These oranges don’t just block a landing, they block periodic merges from mozilla-central to project branches. To retain sanity, project branch merges should pull m-c (when green!) to the branch, ensure that cycles green, then merge back to a green m-c. The Services team intends to merge services-central on a weekly train model (which includes QA signoffs!), but we’ve been blocked at one end or the other nearly every time we’ve wanted to merge recently. This situation makes frequent merges less appealing, which leads to increasingly-large merges in both directions, compounding the problem.

The opportunity cost of our primary development tree being broken at some point _every_ day is hard to measure, but significant. The problem is actually twofold: one broken commit can block _everyone_ for 4-8 hours, and because of that, we require that every committer watch the tree for hours on every checkin to ensure that they quickly respond to a broken commit.

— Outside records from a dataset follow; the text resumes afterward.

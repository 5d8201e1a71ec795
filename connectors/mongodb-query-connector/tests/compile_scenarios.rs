//! End-to-end compilation scenarios: builder in, pipeline out.

use bson::doc;
use indexmap::IndexMap;
use mongodb_query_connector::compile;
use pretty_assertions::assert_eq;
use query_builder::{Aggregate, GroupSpec, QueryBuilder};
use serde_json::json;

fn pipeline(build: impl FnOnce(&mut QueryBuilder)) -> Vec<bson::Document> {
    let mut qb = QueryBuilder::new("t");
    build(&mut qb);
    compile(&mut qb).unwrap().into_documents()
}

#[test]
fn and_clauses_fold_into_one_match() {
    let stages = pipeline(|qb| {
        qb.where_eq("a", 1).where_op("b", ">", 2);
    });

    assert_eq!(stages, vec![doc! { "$match": { "a": 1, "b": { "$gt": 2 } } }]);
}

#[test]
fn the_or_latch_captures_trailing_clauses() {
    let stages = pipeline(|qb| {
        qb.where_eq("a", 1).or_where_eq("b", 2).where_eq("c", 3);
    });

    assert_eq!(
        stages,
        vec![doc! { "$match": { "$or": [{ "a": 1 }, { "b": 2 }, { "c": 3 }] } }]
    );
}

#[test]
fn nested_callbacks_merge_as_single_nodes() {
    let stages = pipeline(|qb| {
        qb.where_eq("status", "active").where_callback(|sub| {
            sub.where_eq("x", 1).or_where_eq("y", 2);
        });
    });

    assert_eq!(
        stages,
        vec![doc! { "$match": { "status": "active", "$or": [{ "x": 1 }, { "y": 2 }] } }]
    );
}

#[test]
fn grouping_renames_the_synthetic_identifier() {
    let stages = pipeline(|qb| {
        let mut aggregates = IndexMap::new();
        aggregates.insert("total".to_owned(), Aggregate::Sum("duration".to_owned()));
        qb.group_by_with(GroupSpec::Field("type".to_owned()), aggregates);
    });

    assert_eq!(
        stages,
        vec![
            doc! { "$group": { "_id": "$type", "total": { "$sum": "$duration" } } },
            doc! { "$project": { "type": "$_id", "total": 1, "_id": 0 } },
        ]
    );
}

#[test]
fn where_eq_and_where_map_compile_identically() {
    let via_eq = pipeline(|qb| {
        qb.where_eq("name", "ada");
    });
    let via_map = pipeline(|qb| {
        let mut map = IndexMap::new();
        map.insert("name".to_owned(), json!("ada"));
        qb.where_map(map);
    });

    assert_eq!(via_eq, via_map);
}

#[test]
fn cloned_builders_compile_independently() {
    let mut original = QueryBuilder::new("t");
    original.where_eq("a", 1);

    let mut clone = original.clone();
    clone.where_eq("b", 2);

    assert_eq!(
        compile(&mut original).unwrap().into_documents(),
        vec![doc! { "$match": { "a": 1 } }]
    );
    assert_eq!(
        compile(&mut clone).unwrap().into_documents(),
        vec![doc! { "$match": { "a": 1, "b": 2 } }]
    );
}

#[test]
fn a_full_query_assembles_in_operation_order() {
    let stages = pipeline(|qb| {
        qb.where_eq("published", true)
            .inner_join("users", "author_id", "_id", "author")
            .select(["title", "author"])
            .order_by_desc("created_at")
            .skip(20)
            .limit(10);
    });

    assert_eq!(
        stages,
        vec![
            doc! { "$match": { "published": true } },
            doc! { "$lookup": {
                "from": "users",
                "localField": "author_id",
                "foreignField": "_id",
                "as": "author",
            } },
            doc! { "$match": { "author": { "$ne": [] } } },
            doc! { "$project": { "title": 1, "author": 1 } },
            doc! { "$sort": { "created_at": -1 } },
            doc! { "$skip": 20 },
            doc! { "$limit": 10 },
        ]
    );
}

#[test]
fn distinct_lowers_to_a_group_and_rename() {
    let stages = pipeline(|qb| {
        qb.distinct("status");
    });

    assert_eq!(
        stages,
        vec![
            doc! { "$group": { "_id": "$status" } },
            doc! { "$project": { "status": "$_id", "_id": 0 } },
        ]
    );
}

#[test]
fn repeated_limits_shadow_earlier_values() {
    let stages = pipeline(|qb| {
        qb.where_eq("a", 1).limit(5).limit(50);
    });

    assert_eq!(
        stages,
        vec![doc! { "$match": { "a": 1 } }, doc! { "$limit": 50 }]
    );
}
//! Destinations a chunk is streamed into.

use std::fs::{File, OpenOptions};
use std::io::{self, BufWriter, Write};
use std::os::unix::fs::OpenOptionsExt;
use std::path::{Path, PathBuf};

use crate::error::WriteError;

mod process;

pub(crate) use process::{deadline_after, wait_until};
pub use process::ProcessSink;

/// Mode of every file the sink creates, before umask.
pub const FILE_PERMISSION: u32 = 0o644;

/// A byte destination for one chunk. `finish` must be called for the
/// write to count as complete.
pub trait ChunkSink: Write + Send {
    fn finish(self: Box<Self>) -> Result<(), WriteError>;

    /// Releases the sink after streaming failed with `err`, returning the
    /// error the write reports.
    fn abort(self: Box<Self>, err: io::Error) -> WriteError {
        WriteError::Io(err)
    }

    fn describe(&self) -> String;
}

/// Claims `path` with an exclusive create. Fails with `AlreadyExists`
/// (see `WriteError::is_collision`) if anything is already there.
pub(crate) fn create_exclusive(path: &Path, append: bool) -> Result<File, WriteError> {
    OpenOptions::new()
        .write(true)
        .append(append)
        .create_new(true)
        .mode(FILE_PERMISSION)
        .open(path)
        .map_err(|source| WriteError::Open {
            path: path.to_path_buf(),
            source,
        })
}

/// Uncompressed output straight to the destination file.
pub struct FileSink {
    path: PathBuf,
    writer: BufWriter<File>,
}

impl FileSink {
    pub fn create(path: &Path) -> Result<Self, WriteError> {
        let file = create_exclusive(path, true)?;
        Ok(Self {
            path: path.to_path_buf(),
            writer: BufWriter::new(file),
        })
    }
}

impl Write for FileSink {
    fn write(&mut self, buf: &[u8]) -> io::Result<usize> {
        self.writer.write(buf)
    }

    fn write_all(&mut self, buf: &[u8]) -> io::Result<()> {
        self.writer.write_all(buf)
    }

    fn flush(&mut self) -> io::Result<()> {
        self.writer.flush()
    }
}

impl ChunkSink for FileSink {
    fn finish(self: Box<Self>) -> Result<(), WriteError> {
        let file = self.writer.into_inner().map_err(|err| err.into_error())?;
        file.sync_all()?;
        Ok(())
    }

    fn describe(&self) -> String {
        format!("file {}", self.path.display())
    }
}

#[cfg(test)]
mod tests {
    use super::*;
    use std::os::unix::fs::PermissionsExt;
    use tempfile::tempdir;

    #[test]
    fn file_sink_writes_bytes_verbatim() {
        let dir = tempdir().expect("tempdir");
        let path = dir.path().join("out.log");

        let mut sink: Box<dyn ChunkSink> = Box::new(FileSink::create(&path).expect("create"));
        sink.write_all(b"one\n").expect("write");
        sink.write_all(b"two\n").expect("write");
        sink.finish().expect("finish");

        assert_eq!(std::fs::read(&path).expect("read"), b"one\ntwo\n");
    }

    #[test]
    fn file_sink_refuses_existing_path() {
        let dir = tempdir().expect("tempdir");
        let path = dir.path().join("taken.log");
        std::fs::write(&path, b"keep").expect("seed");

        let err = FileSink::create(&path).err().expect("must fail");
        assert!(err.is_collision());
        assert_eq!(std::fs::read(&path).expect("read"), b"keep");
    }

    #[test]
    fn created_files_are_not_group_or_world_writable() {
        let dir = tempdir().expect("tempdir");
        let path = dir.path().join("mode.log");
        Box::new(FileSink::create(&path).expect("create"))
            .finish()
            .expect("finish");

        let mode = std::fs::metadata(&path).expect("meta").permissions().mode();
        assert_eq!(mode & 0o022, 0);
        assert_eq!(mode & 0o600, 0o600);
    }
}
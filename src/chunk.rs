//! The boundary between the upstream buffer and the file sink.

use std::io::{self, Write};

/// A flushable batch of serialized records for one time bucket.
///
/// Implementations are owned by the buffering layer; the sink only reads
/// them during a single streaming pass.
pub trait Chunk {
    /// Bucket key identifying the chunk's time slice.
    fn key(&self) -> &str;

    /// Streams every buffered byte into `sink`, in full, once per call.
    fn write_to(&self, sink: &mut dyn Write) -> io::Result<()>;
}

/// Heap-backed chunk.
#[derive(Debug, Clone, Default)]
pub struct MemoryChunk {
    key: String,
    data: Vec<u8>,
}

impl MemoryChunk {
    pub fn new(key: impl Into<String>) -> Self {
        Self {
            key: key.into(),
            data: Vec::new(),
        }
    }

    pub fn with_data(key: impl Into<String>, data: impl Into<Vec<u8>>) -> Self {
        Self {
            key: key.into(),
            data: data.into(),
        }
    }

    pub fn push(&mut self, line: &str) {
        self.data.extend_from_slice(line.as_bytes());
    }

    pub fn as_bytes(&self) -> &[u8] {
        &self.data
    }

    pub fn len(&self) -> usize {
        self.data.len()
    }

    pub fn is_empty(&self) -> bool {
        self.data.is_empty()
    }
}

impl Chunk for MemoryChunk {
    fn key(&self) -> &str {
        &self.key
    }

    fn write_to(&self, sink: &mut dyn Write) -> io::Result<()> {
        sink.write_all(&self.data)
    }
}
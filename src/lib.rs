//! Durable file sink for time-bucketed chunks.
//!
//! A [`ChunkWriter`] drains one [`Chunk`] per call into a file whose name is
//! derived from the chunk's bucket key, optionally piping it through an
//! external compressor (`gzip`, `lzop`). Paths are never reused: each write
//! claims a fresh `_<ordinal>` name with an exclusive create, so concurrent
//! flushes of the same bucket cannot overwrite each other.
//!
//! ```rust,ignore
//! use bucketfile::{ChunkWriter, FileOutputConfig, MemoryChunk};
//!
//! let mut config = FileOutputConfig::new("/var/log/app/buffer.*.log");
//! config.compress = Some("gzip".to_string());
//! let writer = ChunkWriter::from_config(&config.resolve()?);
//!
//! let path = writer.write(&MemoryChunk::with_data("20240615", "..."))?;
//! // /var/log/app/buffer.20240615_0.log.gz
//! ```

pub mod chunk;
pub mod compress;
pub mod config;
pub mod error;
pub mod format;
pub mod layout;
pub mod sink;
pub mod slicer;
pub mod symlink;
pub mod writer;

pub use chunk::{Chunk, MemoryChunk};
pub use compress::{Codec, CompressionDispatcher, CompressionMode, SinkFactory};
pub use config::{FileOutputConfig, ResolvedConfig};
pub use error::{ConfigError, WriteError};
pub use format::{FormatError, RecordFormatter};
pub use layout::{Allocation, FsProbe, PathAllocator, PathProbe, PathTemplate};
pub use sink::{ChunkSink, FileSink, ProcessSink};
pub use slicer::{TimeSlicer, TimeZonePolicy};
pub use symlink::SymlinkMaintainer;
pub use writer::ChunkWriter;
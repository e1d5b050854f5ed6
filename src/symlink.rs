use std::fs;
use std::io;
use std::path::{Path, PathBuf};
use std::sync::atomic::{AtomicU64, Ordering};

static TMP_SEQ: AtomicU64 = AtomicU64::new(0);

/// Keeps a fixed-location symlink pointing at the latest written file.
#[derive(Debug, Clone)]
pub struct SymlinkMaintainer {
    link: PathBuf,
}

impl SymlinkMaintainer {
    pub fn new(link: impl Into<PathBuf>) -> Self {
        Self { link: link.into() }
    }

    pub fn link(&self) -> &Path {
        &self.link
    }

    /// Best effort: failures are logged, never returned.
    pub fn update(&self, target: &Path) {
        match self.try_update(target) {
            Ok(()) => log::debug!("{} -> {}", self.link.display(), target.display()),
            Err(err) => log::warn!(
                "failed to point symlink {} at {}: {}",
                self.link.display(),
                target.display(),
                err
            ),
        }
    }

    /// Creates the new link beside the old one and renames it into place,
    /// so the link always resolves to either the old or the new target.
    pub fn try_update(&self, target: &Path) -> io::Result<()> {
        let tmp = tmp_link_path(&self.link)?;
        let _ = fs::remove_file(&tmp);
        std::os::unix::fs::symlink(target, &tmp)?;
        if let Err(err) = fs::rename(&tmp, &self.link) {
            let _ = fs::remove_file(&tmp);
            return Err(err);
        }
        Ok(())
    }
}

fn tmp_link_path(link: &Path) -> io::Result<PathBuf> {
    let name = link
        .file_name()
        .ok_or_else(|| {
            io::Error::new(
                io::ErrorKind::InvalidInput,
                format!("symlink path {} has no file name", link.display()),
            )
        })?
        .to_string_lossy();
    let seq = TMP_SEQ.fetch_add(1, Ordering::Relaxed);
    Ok(link.with_file_name(format!(".{name}.{}.{seq}.tmp", std::process::id())))
}
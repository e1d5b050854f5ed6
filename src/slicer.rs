//! Time bucket keys.
//!
//! Format strings are `time` format descriptions (`[year][month][day]`),
//! not strftime patterns.

use std::num::NonZeroU8;

use time::format_description::{self, OwnedFormatItem};
use time::parsing::Parsed;
use time::{Date, Month, OffsetDateTime, PrimitiveDateTime, Time, UtcOffset};

use crate::error::{ConfigError, WriteError};

/// Daily buckets.
pub const DEFAULT_TIME_SLICE_FORMAT: &str = "[year][month][day]";

/// Which offset timestamps are rendered in.
#[derive(Debug, Clone, Copy, PartialEq, Eq, Default)]
pub enum TimeZonePolicy {
    #[default]
    Local,
    Utc,
}

impl TimeZonePolicy {
    pub fn from_localtime(localtime: bool) -> Self {
        if localtime {
            TimeZonePolicy::Local
        } else {
            TimeZonePolicy::Utc
        }
    }

    /// Resolves the offset once. The local offset is sampled at call time,
    /// so a DST change is only picked up by a fresh resolve.
    pub fn offset(self) -> UtcOffset {
        match self {
            TimeZonePolicy::Utc => UtcOffset::UTC,
            TimeZonePolicy::Local => match UtcOffset::current_local_offset() {
                Ok(offset) => offset,
                Err(err) => {
                    log::warn!("local offset unavailable ({err}), falling back to UTC");
                    UtcOffset::UTC
                }
            },
        }
    }
}

pub(crate) fn parse_format(format: &str) -> Result<OwnedFormatItem, ConfigError> {
    format_description::parse_owned::<1>(format).map_err(|err| ConfigError::InvalidTimeFormat {
        format: format.to_string(),
        reason: err.to_string(),
    })
}

/// Maps timestamps to bucket keys and keys back to the start of their
/// bucket.
#[derive(Debug, Clone)]
pub struct TimeSlicer {
    format: String,
    items: OwnedFormatItem,
    offset: UtcOffset,
}

impl TimeSlicer {
    pub fn new(format: &str, policy: TimeZonePolicy) -> Result<Self, ConfigError> {
        Self::with_offset(format, policy.offset())
    }

    pub fn with_offset(format: &str, offset: UtcOffset) -> Result<Self, ConfigError> {
        let items = parse_format(format)?;
        // Reject descriptions that cannot render a plain timestamp, so that
        // key_for only fails on genuinely broken input.
        OffsetDateTime::UNIX_EPOCH
            .format(&items)
            .map_err(|err| ConfigError::InvalidTimeFormat {
                format: format.to_string(),
                reason: err.to_string(),
            })?;
        Ok(Self {
            format: format.to_string(),
            items,
            offset,
        })
    }

    pub fn format(&self) -> &str {
        &self.format
    }

    pub fn offset(&self) -> UtcOffset {
        self.offset
    }

    pub fn key_for(&self, at: OffsetDateTime) -> Result<String, time::error::Format> {
        at.to_offset(self.offset).format(&self.items)
    }

    /// Components missing from the format default to the start of the
    /// period: January, day 1, midnight.
    pub fn parse_key(&self, key: &str) -> Result<PrimitiveDateTime, WriteError> {
        let invalid = |reason: String| WriteError::InvalidKey {
            key: key.to_string(),
            reason,
        };

        let mut parsed = Parsed::new();
        let rest = parsed
            .parse_item(key.as_bytes(), &self.items)
            .map_err(|err| invalid(err.to_string()))?;
        if !rest.is_empty() {
            return Err(invalid("trailing characters".to_string()));
        }

        let year = parsed
            .year()
            .ok_or_else(|| invalid("missing year".to_string()))?;
        let month = parsed.month().unwrap_or(Month::January);
        let day = parsed.day().map(NonZeroU8::get).unwrap_or(1);
        let date =
            Date::from_calendar_date(year, month, day).map_err(|err| invalid(err.to_string()))?;
        let time = Time::from_hms(
            parsed.hour_24().unwrap_or(0),
            parsed.minute().unwrap_or(0),
            parsed.second().unwrap_or(0),
        )
        .map_err(|err| invalid(err.to_string()))?;

        Ok(PrimitiveDateTime::new(date, time))
    }
}
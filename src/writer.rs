//! One flush: allocate, create directories, stream, finalize.

use std::path::{Path, PathBuf};

use crate::chunk::Chunk;
use crate::compress::SinkFactory;
use crate::config::ResolvedConfig;
use crate::error::WriteError;
use crate::layout::PathAllocator;
use crate::symlink::SymlinkMaintainer;

/// Writes chunks to uniquely named files.
///
/// Holds no mutable state, so one writer can serve many flush threads.
/// Two writes for the same key never share a path: the sink claims the
/// allocated path with an exclusive create, and losing that race resumes
/// probing at the next ordinal.
#[derive(Debug, Clone)]
pub struct ChunkWriter {
    allocator: PathAllocator,
    sinks: SinkFactory,
    symlink: Option<SymlinkMaintainer>,
}

impl ChunkWriter {
    pub fn new(allocator: PathAllocator, sinks: SinkFactory) -> Self {
        Self {
            allocator,
            sinks,
            symlink: None,
        }
    }

    pub fn from_config(config: &ResolvedConfig) -> Self {
        let writer = Self::new(
            PathAllocator::new(config.template.clone()),
            config.sinks.clone(),
        );
        match &config.symlink_path {
            Some(link) => writer.with_symlink(SymlinkMaintainer::new(link)),
            None => writer,
        }
    }

    pub fn with_symlink(mut self, symlink: SymlinkMaintainer) -> Self {
        self.symlink = Some(symlink);
        self
    }

    pub fn allocator(&self) -> &PathAllocator {
        &self.allocator
    }

    /// Returns the realized path. A failure after the path was claimed
    /// leaves the partial file in place; later allocations skip it.
    pub fn write(&self, chunk: &dyn Chunk) -> Result<PathBuf, WriteError> {
        let key = chunk.key();
        let suffix = self.sinks.suffix();

        let mut start = 0;
        let (path, mut sink) = loop {
            let allocation = self.allocator.allocate_from(key, suffix, start)?;
            ensure_parent_dir(&allocation.path)?;
            match self.sinks.open(&allocation.path) {
                Ok(sink) => break (allocation.path, sink),
                Err(err) if err.is_collision() => {
                    log::debug!(
                        "{} claimed concurrently, probing past ordinal {}",
                        allocation.path.display(),
                        allocation.ordinal
                    );
                    start = allocation.ordinal + 1;
                }
                Err(err) => return Err(err),
            }
        };

        if let Err(err) = chunk.write_to(&mut sink) {
            return Err(sink.abort(err));
        }
        let description = sink.describe();
        sink.finish()?;
        log::debug!("flushed chunk {} via {}", key, description);

        if let Some(symlink) = &self.symlink {
            symlink.update(&path);
        }
        Ok(path)
    }
}

fn ensure_parent_dir(path: &Path) -> Result<(), WriteError> {
    let parent = match path.parent() {
        Some(parent) if !parent.as_os_str().is_empty() => parent,
        _ => return Ok(()),
    };
    std::fs::create_dir_all(parent).map_err(|source| WriteError::CreateDir {
        path: parent.to_path_buf(),
        source,
    })
}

This is a huge amount of focus/context switching. We _must_ do better.

Caveats

No single change or technological solution will solve this problem completely, but perfect cannot be the enemy of good here. We still need to fight and win the War on Orange, but it does not actually solve this problem, since much of the recent orange has been real regressions caught by our test suites. We still should look at ways to automate merging and stop relying on/requiring human intervention, but not only does that require winning the War on Orange, it also requires a lot of code that doesn’t exist yet. In the meantime, we can make something better.

Proposal

First, we should create a special project branch, modelled after how Ehsan was running cedar. <bikeshed>Let’s call this mozilla-random</bikeshed> for lack of a better name. If you do not have a project branch, or your patch doesn’t fit on a current project branch, this is where you will push patches. Breaking this tree still sucks, but since it doesn’t actually block _everyone_ if you do this, *tree watching will not be required* on mozilla-random.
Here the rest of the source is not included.